Alasan ini gugur karena BI menyatakan, kecepatan penurunan suku bunga kredit seharusnya sama atau sejalan dengan kecepatan turunnya suku bunga kebijakan. BI mencontohkan, selama Juni 2019-Februari 2021, suku bunga BI7DRR telah turun 225 bps. Namun, selama periode yang sama, suku bunga dasar kredit hanya turun 116 bps. Bank juga kerap beranggapan, tingginya risiko terlebih di masa pandemi Covid-19 membuat bunga kredit tak bisa diturunkan secepat bunga kebijakan.
Alasan ini juga patah karena data yang dipakai BI adalah suku bunga dasar kredit (SBDK). SBDK digunakan sebagai dasar penetapan suku bunga kredit yang akan dikenakan ke nasabah, tetapi belum memperhitungkan estimasi premi risiko. Penetapan SBDK hanya memperhitungkan biaya dana (cost of fund), biaya operasional (overhead cost), dan margin. Artinya, penetapan SKBD seharunya tidak terpengaruh oleh tingginya risiko kredit akibat pandemi.

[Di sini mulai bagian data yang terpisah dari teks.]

pub mod alert;
pub mod analysis;
pub mod config;
pub mod hazards;
pub mod inference;
pub mod ingest;
pub mod logging;
pub mod model;
pub mod scheduler;
pub mod training;
pub mod verify;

Bankir pun kerap berlindung di balik alasan bahwa suku bunga kredit bukanlah faktor utama yang mendorong penyaluran kredit, terutama di tengah lemahnya daya beli masyarakat. Hal ini juga menyesatkan karena seolah-olah jika perekonomian tengah lesu, penurunan bunga kredit tak akan berpengaruh. Padahal, sesuai hukum permintaan dan penawaran, jurus paling jitu untuk meningkatkan permintaan adalah menurunkan harga, dalam hal ini suku bunga.
Bagi pelaku usaha yang belum terjangkau bank (bankable), persoalan utama memang akses permodalan. Namun, bagi pengusaha yang bankable, tingginya bunga kredit menjadi hal yang paling banyak dikeluhkan. Seluruh unsur pemerintah semestinya mendukung 1.000 persen apa yang disampaikan BI.
Jangan terkesan, lembaga pemerintah saling melemahkan karena ego dan kepentingan. Rigiditas dan keengganan perbankan mempercepat penurunan bunga kredit harus dihadapi dengan soliditas otoritas.